The sudden popularity of the “walking simulator” can possibly be linked back to Dear Esther, originally a Half-Life 2 mod released in 2008 and then redeveloped on the Unity engine for a commercial release in 2012 on the PC under the studio name The Chinese Room. Now it is available on the PS4 and Xbox One via the Landmark Edition.
Upon my first playthrough, I began to question what kind of a game this would be. I was aware of The Chinese Room’s later works (Amnesia: A Machine for Pigs, Everybody’s Gone to the Rapture) and while they’re also “walking simulators”, they had a more specific way of telling their story than Dear Esther does. You play as an unnamed man walking through a deserted island. All you’re doing as the player is walking through the island as you’re hearing the man narrate letters he wrote to a woman named Esther. It was tough for me to understand the story because it was intentionally ambiguous. It takes on average about an hour and a half to play through the entirety of the game and was still confused when it finally ended. However, I view the game in a whole new light now that I’ve listened to the director’s commentary, but more on that later.
The Chinese Room has not been a studio to disappoint when it comes to presentation, and Dear Esther is proof of that. The island is as beautiful as it is dark and depressing. You can’t help but feel a sense of dread and isolation as you’re navigating its narrow pathways, uncovering a shipwreck and a giant pit just laying in the middle of your trail. There are some small details in the form of painted letters and figures that are randomly generated through each playthrough. Sometimes you may even find background elements that weren’t there before, such as a picture on a desk in an abandoned house. One of the four levels features a gorgeous cave, filled with colorful reflections and pristine water that gives a break to all the unsaturated colors the island normally provides. All of this is aided by a wonderful soundtrack that left a huge impression on me, especially after I listened to the director’s commentary.

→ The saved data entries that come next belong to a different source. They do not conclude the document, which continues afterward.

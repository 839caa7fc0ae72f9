//! Raw-audio accumulation buffer for speaker identification when the
//! provider lacks native diarization (§4.5): once ≥0.1s of audio has
//! accumulated, the buffer is handed off (as WAV) to the speaker
//! recognition service, then cleared.

pub struct SpeakerWindowBuffer {
    sample_rate: u32,
    threshold_secs: f64,
    samples: Vec<i16>,
}

impl SpeakerWindowBuffer {
    pub fn new(sample_rate: u32, threshold_secs: f64) -> Self {
        Self {
            sample_rate,
            threshold_secs,
            samples: Vec::new(),
        }
    }

    pub fn push(&mut self, pcm: &[i16]) {
        self.samples.extend_from_slice(pcm);
    }

    fn duration_secs(&self) -> f64 {
        self.samples.len() as f64 / self.sample_rate as f64
    }

    /// If enough audio has accumulated, take and clear the buffer.
    pub fn take_if_ready(&mut self) -> Option<Vec<i16>> {
        if self.duration_secs() >= self.threshold_secs {
            Some(std::mem::take(&mut self.samples))
        } else {
            None
        }
    }
}

#[cfg(test)]
mod tests {
    use super::*;

    #[test]
    fn returns_none_below_threshold() {
        let mut buf = SpeakerWindowBuffer::new(16_000, 0.1);
        buf.push(&vec![0i16; 800]); // 0.05s
        assert!(buf.take_if_ready().is_none());
    }

    #[test]
    fn returns_and_clears_at_threshold() {
        let mut buf = SpeakerWindowBuffer::new(16_000, 0.1);
        buf.push(&vec![0i16; 1_600]); // exactly 0.1s
        let taken = buf.take_if_ready();
        assert_eq!(taken.unwrap().len(), 1_600);
        assert!(buf.take_if_ready().is_none());
    }
}
//! DAG-factory helpers (C2): wire the fixed job graphs the orchestrator
//! hands out for a streaming session and for post-conversation processing.
//! Mirrors `start_streaming_jobs` / `start_post_conversation_jobs` exactly,
//! down to job-id prefixes, timeouts, and dependency wiring.

use chronicle_domain::config::QueueConfig;
use chronicle_domain::job::{Job, JobRole, JobSpec};
use chronicle_domain::Result;
use serde_json::json;

use crate::store::JobQueue;

/// TTL on the `speech_detection_job:{client_id}` fast-lookup key (§4.4's
/// key-namespace listing). The audio-persistence job polls for this key's
/// existence to detect that its companion streaming-session bookkeeping
/// has died (`TerminationReason::JobZombie`).
const SPEECH_DETECTION_JOB_TTL_SECS: u64 = 86_400;

/// IDs of the two jobs started the moment a client opens an audio
/// streaming session (§4.2).
#[derive(Debug, Clone, serde::Serialize)]
pub struct StreamingJobs {
    pub speech_detection: String,
    pub audio_persistence: String,
}

/// Start the two streaming-session jobs. Both run for the lifetime of the
/// session (up to 24h) and carry no dependency on each other.
pub async fn start_streaming_jobs(
    queue: &JobQueue,
    cfg: &QueueConfig,
    session_id: &str,
    client_id: &str,
) -> Result<StreamingJobs> {
    let short = short_id(session_id);

    let speech_job = queue
        .enqueue(
            JobSpec::new(
                format!("speech-detect_{short}"),
                JobRole::StreamSpeechDetection,
                json!({ "session_id": session_id, "client_id": client_id }),
            )
            .timeout_secs(cfg.streaming_job_timeout_secs)
            .meta("client_id", client_id)
            .meta("session_id", session_id),
            JobRole::StreamSpeechDetection.queue(),
        )
        .await?;

    let audio_job = queue
        .enqueue(
            JobSpec::new(
                format!("audio-persist_{short}"),
                JobRole::AudioStreamingPersistence,
                json!({ "session_id": session_id, "client_id": client_id }),
            )
            .timeout_secs(cfg.streaming_job_timeout_secs)
            .meta("client_id", client_id)
            .meta("session_id", session_id),
            JobRole::AudioStreamingPersistence.queue(),
        )
        .await?;

    queue
        .register_fast_lookup(
            &format!("speech_detection_job:{client_id}"),
            &speech_job.id,
            SPEECH_DETECTION_JOB_TTL_SECS,
        )
        .await?;

    Ok(StreamingJobs {
        speech_detection: speech_job.id,
        audio_persistence: audio_job.id,
    })
}

/// IDs of the post-conversation processing DAG (§4.2, §4.3).
#[derive(Debug, Clone, serde::Serialize)]
pub struct PostConversationJobs {
    pub speaker_recognition: Option<String>,
    pub memory: String,
    pub title_summary: String,
    pub event_dispatch: String,
}

/// Start the post-conversation job graph:
///
/// ```text
/// [depends_on_job?] -> speaker_recognition -> memory      \
///                   \-> title_summary                      -> event_dispatch
/// ```
///
/// `speaker_recognition` is skipped when disabled in config, in which case
/// `memory` and `title_summary` fall back to depending directly on
/// `depends_on_job` (e.g. a transcription job for file uploads).
pub async fn start_post_conversation_jobs(
    queue: &JobQueue,
    cfg: &QueueConfig,
    conversation_id: &str,
    client_id: &str,
    depends_on_job: Option<&Job>,
) -> Result<PostConversationJobs> {
    let short = short_id(conversation_id);
    let mut speaker_dependency: Vec<String> =
        depends_on_job.map(|j| vec![j.id.clone()]).unwrap_or_default();

    let speaker_recognition = if cfg.speaker_recognition_enabled {
        let speaker_job = queue
            .enqueue(
                JobSpec::new(
                    format!("speaker_{short}"),
                    JobRole::RecogniseSpeakers,
                    json!({ "conversation_id": conversation_id }),
                )
                .timeout_secs(cfg.speaker_recognition_timeout_secs)
                .depends_on(speaker_dependency.clone())
                .meta("client_id", client_id)
                .meta("conversation_id", conversation_id),
                JobRole::RecogniseSpeakers.queue(),
            )
            .await?;
        speaker_dependency = vec![speaker_job.id.clone()];
        Some(speaker_job.id)
    } else {
        None
    };

    let memory_job = queue
        .enqueue(
            JobSpec::new(
                format!("memory_{short}"),
                JobRole::ProcessMemory,
                json!({ "conversation_id": conversation_id }),
            )
            .timeout_secs(cfg.memory_timeout_secs)
            .depends_on(speaker_dependency.clone())
            .meta("client_id", client_id)
            .meta("conversation_id", conversation_id),
            JobRole::ProcessMemory.queue(),
        )
        .await?;

    // Title/summary depends on the speaker job (or upstream), NOT on memory.
    let title_summary_job = queue
        .enqueue(
            JobSpec::new(
                format!("title_summary_{short}"),
                JobRole::GenerateTitleSummary,
                json!({ "conversation_id": conversation_id }),
            )
            .timeout_secs(cfg.title_summary_timeout_secs)
            .depends_on(speaker_dependency)
            .meta("client_id", client_id)
            .meta("conversation_id", conversation_id),
            JobRole::GenerateTitleSummary.queue(),
        )
        .await?;

    let event_dispatch_job = queue
        .enqueue(
            JobSpec::new(
                format!("event_complete_{short}"),
                JobRole::DispatchConversationCompleteEvent,
                json!({ "conversation_id": conversation_id }),
            )
            .timeout_secs(cfg.event_dispatch_timeout_secs)
            .depends_on([memory_job.id.clone(), title_summary_job.id.clone()])
            .meta("client_id", client_id)
            .meta("conversation_id", conversation_id),
            JobRole::DispatchConversationCompleteEvent.queue(),
        )
        .await?;

    Ok(PostConversationJobs {
        speaker_recognition,
        memory: memory_job.id,
        title_summary: title_summary_job.id,
        event_dispatch: event_dispatch_job.id,
    })
}

/// Re-run memory extraction against a specific (already-activated)
/// transcript version, independent of the original post-conversation run
/// (§4.3 reprocessing).
pub async fn reprocess_memory(
    queue: &JobQueue,
    cfg: &QueueConfig,
    conversation_id: &str,
    client_id: &str,
    transcript_version_id: &str,
) -> Result<Job> {
    let short = short_id(conversation_id);
    queue
        .enqueue(
            JobSpec::new(
                format!("memory-reprocess_{short}-{transcript_version_id}"),
                JobRole::ProcessMemory,
                json!({
                    "conversation_id": conversation_id,
                    "transcript_version_id": transcript_version_id,
                }),
            )
            .timeout_secs(cfg.memory_timeout_secs)
            .meta("client_id", client_id)
            .meta("conversation_id", conversation_id)
            .meta("reprocess", true),
            JobRole::ProcessMemory.queue(),
        )
        .await
}

/// Re-run full-audio transcription, producing a new transcript version
/// without touching the conversation's active version pointer (§4.3).
pub async fn reprocess_transcript(
    queue: &JobQueue,
    cfg: &QueueConfig,
    conversation_id: &str,
    client_id: &str,
    provider: &str,
) -> Result<Job> {
    let short = short_id(conversation_id);
    queue
        .enqueue(
            JobSpec::new(
                format!("transcript-reprocess_{short}-{provider}"),
                JobRole::TranscribeFullAudio,
                json!({ "conversation_id": conversation_id, "provider": provider }),
            )
            .timeout_secs(cfg.transcribe_timeout_secs)
            .meta("client_id", client_id)
            .meta("conversation_id", conversation_id)
            .meta("reprocess", true),
            JobRole::TranscribeFullAudio.queue(),
        )
        .await
}

fn short_id(id: &str) -> String {
    id.chars().take(12).collect()
}

#[cfg(test)]
mod tests {
    use super::*;
    use chronicle_domain::job::JobStatus;

    #[tokio::test]
    async fn streaming_jobs_have_24h_timeout_and_no_mutual_dependency() {
        let q = JobQueue::in_memory();
        let cfg = QueueConfig::default();
        let jobs = start_streaming_jobs(&q, &cfg, "session-123456789abc", "client-1")
            .await
            .unwrap();
        let speech = q.fetch(&jobs.speech_detection).await.unwrap().unwrap();
        let audio = q.fetch(&jobs.audio_persistence).await.unwrap().unwrap();
        assert_eq!(speech.timeout_secs, 86_400);
        assert_eq!(audio.timeout_secs, 86_400);
        assert_eq!(speech.status, JobStatus::Queued);
        assert_eq!(audio.status, JobStatus::Queued);

        let registered = q.fast_lookup("speech_detection_job:client-1").await.unwrap();
        assert_eq!(registered.as_deref(), Some(jobs.speech_detection.as_str()));
    }

    #[tokio::test]
    async fn post_conversation_dag_wires_event_dispatch_on_both_parallel_jobs() {
        let q = JobQueue::in_memory();
        let cfg = QueueConfig::default();
        let jobs = start_post_conversation_jobs(&q, &cfg, "conv-123456789abc", "client-1", None)
            .await
            .unwrap();
        let event = q.fetch(&jobs.event_dispatch).await.unwrap().unwrap();
        assert_eq!(event.status, JobStatus::Deferred);
        assert!(event.depends_on.contains(&jobs.memory));
        assert!(event.depends_on.contains(&jobs.title_summary));

        q.mark_finished(&jobs.speaker_recognition.clone().unwrap(), None)
            .await
            .unwrap();
        assert_eq!(q.fetch(&jobs.memory).await.unwrap().unwrap().status, JobStatus::Queued);
        assert_eq!(
            q.fetch(&jobs.title_summary).await.unwrap().unwrap().status,
            JobStatus::Queued
        );
    }

    #[tokio::test]
    async fn disabling_speaker_recognition_skips_that_stage() {
        let q = JobQueue::in_memory();
        let mut cfg = QueueConfig::default();
        cfg.speaker_recognition_enabled = false;
        let jobs = start_post_conversation_jobs(&q, &cfg, "conv-123456789abc", "client-1", None)
            .await
            .unwrap();
        assert!(jobs.speaker_recognition.is_none());
        assert_eq!(q.fetch(&jobs.memory).await.unwrap().unwrap().status, JobStatus::Queued);
    }
}
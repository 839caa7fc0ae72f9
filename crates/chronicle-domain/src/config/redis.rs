use serde::{Deserialize, Serialize};

#[derive(Debug, Clone, Serialize, Deserialize)]
pub struct RedisConfig {
    #[serde(default = "d_url")]
    pub url: String,
    /// Default `result_ttl` applied to job records, in seconds.
    #[serde(default = "d_result_ttl")]
    pub result_ttl_secs: u64,
    /// Default `failure_ttl` applied to failed job records, in seconds.
    #[serde(default = "d_failure_ttl")]
    pub failure_ttl_secs: u64,
}

impl Default for RedisConfig {
    fn default() -> Self {
        Self {
            url: d_url(),
            result_ttl_secs: d_result_ttl(),
            failure_ttl_secs: d_failure_ttl(),
        }
    }
}

fn d_url() -> String {
    "redis://localhost:6379/0".into()
}

fn d_result_ttl() -> u64 {
    86_400
}

fn d_failure_ttl() -> u64 {
    86_400
}
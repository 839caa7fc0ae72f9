//! Plugin event router (C6): trigger-condition evaluation, dispatch
//! contract, and failure-isolated invocation.

pub mod condition;
pub mod handler;
pub mod router;

pub use condition::{evaluate, Trigger};
pub use handler::PluginHandler;
pub use router::{PluginRouter, RecentEventLog};
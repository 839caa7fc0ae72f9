use serde::{Deserialize, Serialize};

#[derive(Debug, Clone, Serialize, Deserialize)]
pub struct SpeakerRecognitionConfig {
    #[serde(default = "d_true")]
    pub enabled: bool,
    #[serde(default)]
    pub base_url: String,
    /// Minimum buffered audio, in seconds, before a speaker-identification
    /// window is posted for a non-diarizing provider (§4.5).
    #[serde(default = "d_window_secs")]
    pub identification_window_secs: f64,
    /// Timeout floor/slope: `min(max_timeout, base + per_second * duration)`.
    #[serde(default = "d_timeout_base")]
    pub timeout_base_secs: f64,
    #[serde(default = "d_timeout_per_second")]
    pub timeout_per_second: f64,
    #[serde(default = "d_timeout_max")]
    pub timeout_max_secs: f64,
}

impl SpeakerRecognitionConfig {
    pub fn request_timeout_secs(&self, audio_duration_secs: f64) -> f64 {
        (self.timeout_base_secs + self.timeout_per_second * audio_duration_secs)
            .min(self.timeout_max_secs)
    }
}

impl Default for SpeakerRecognitionConfig {
    fn default() -> Self {
        Self {
            enabled: d_true(),
            base_url: String::new(),
            identification_window_secs: d_window_secs(),
            timeout_base_secs: d_timeout_base(),
            timeout_per_second: d_timeout_per_second(),
            timeout_max_secs: d_timeout_max(),
        }
    }
}

fn d_true() -> bool {
    true
}
fn d_window_secs() -> f64 {
    0.1
}
fn d_timeout_base() -> f64 {
    30.0
}
fn d_timeout_per_second() -> f64 {
    8.0
}
fn d_timeout_max() -> f64 {
    600.0
}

The in-game commentary is what helped me appreciate Dear Esther more, not only as a game but as a work of art. Three key members of The Chinese Room, creative director Dan Pinchbeck, artist Rob Briscoe, and composer Jessica Curry each give detailed and interesting stories on their experience working on the mod and game. I thought about starting it late at night at around 3 AM before going to bed and finishing it the next day, but I found myself engrossed to the point where I played through the entire game again to hear the rest of the commentary. These talented individuals gave me some “ah-ha” moments that ultimately changed how I feel about the game. My first playthrough left me dazed and confused, wondering why people like it so much. Now that I understand more about the game’s themes and its ambiguous story (that the trio still manages to keep a mystery), I might just have to play it again.
I’ve also come to the realization that video games can make an exclusive form of storytelling that can not be offered in a book, film, or television series. If Dear Esther was a film, it would not have the same impact on people as the game does.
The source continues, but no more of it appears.